Die Ärzte sind, man konnte es der Stellungsnahme der FMH zur IV-Revision 6b entnehmen, oft nicht besonders gut zu sprechen auf die IV. So auch Dr. M. Huber aus Rothenthurm, dessen Leserbrief in der schweizerischen Ärztezeitung vom 13. 4. 2011 erschien und folgendermassen lautet:

Der Tatbestand ist schnell erzählt: Ein findiger Detektiv «entlarvt» einen potentiellen IV-Betrüger. Die flinke IV suspendiert sofort die Rente – es bezahlt jetzt die Fürsorge – und veranlasst eine Begutachtung. Der «Betrüger» wird im November 2010 von einem versicherungsgesponserten Begutachtungsinstitut in Basel beurteilt. Und jetzt? Funkstille!
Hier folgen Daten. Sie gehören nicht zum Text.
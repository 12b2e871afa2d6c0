use std::sync::Arc;

use tracing::{debug, warn};

use crate::enhancer::{EnhanceError, Enhancer};
use crate::prompt::PromptTemplate;

/// Wish rewriting with two policies:
/// - [`Polisher::polish`] fails fast, for callers that asked for a rewrite;
/// - [`Polisher::polish_or_keep`] degrades to the original text, for callers
///   that only want a rewrite when one is available.
#[derive(Clone)]
pub struct Polisher {
    enhancer: Option<Arc<dyn Enhancer>>,
    template: PromptTemplate,
}

impl Polisher {
    pub fn new(enhancer: Option<Arc<dyn Enhancer>>, template: PromptTemplate) -> Self {
        Self { enhancer, template }
    }

    pub fn disabled() -> Self {
        Self::new(None, PromptTemplate::wish_polish(30))
    }

    pub fn is_enabled(&self) -> bool {
        self.enhancer.is_some()
    }

    pub async fn polish(&self, text: &str) -> Result<String, EnhanceError> {
        let enhancer = self.enhancer.as_ref().ok_or(EnhanceError::Disabled)?;
        let polished = enhancer.enhance(text, &self.template).await?;
        let polished = polished.trim();
        if polished.is_empty() {
            return Err(EnhanceError::Malformed("empty rewrite".into()));
        }
        Ok(polished.to_string())
    }

    pub async fn polish_or_keep(&self, text: &str) -> String {
        if !self.is_enabled() {
            return text.to_string();
        }
        match self.polish(text).await {
            Ok(polished) => {
                debug!("wish polished");
                polished
            }
            Err(e) => {
                warn!(error = %e, "polish failed, keeping original wish");
                text.to_string()
            }
        }
    }
}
Fünf Monate später immer noch kein Gutachten.
Was treiben die Gutachter? Sinnieren sie Tag und Nacht über ihre Befunde oder wird das Gutachten, einem Stück Fleisch entsprechend in eine Beize gelegt, damit es ein der IV genehmes «Geschmäckle» annimmt? Was tut die flinke IV? Sie wartet – die Fürsorge bezahlt ja.
Einzelfall? In einem vergleichbaren Fall, diesmal beurteilt durch ein famoses Gutachterinstitut am unteren Ende des Emmentals, fand die Begutachtung bereits im September 2010 statt. Auch hier Funkstille.
Flinke IV? Faule Gutachter? Faule Gutachten?

Dr. M. Huber, Rothenthurm

PS: Fast hätte auch ich es vergessen: Es geht beim ganzen Verfahren um Menschen und ihre Familien.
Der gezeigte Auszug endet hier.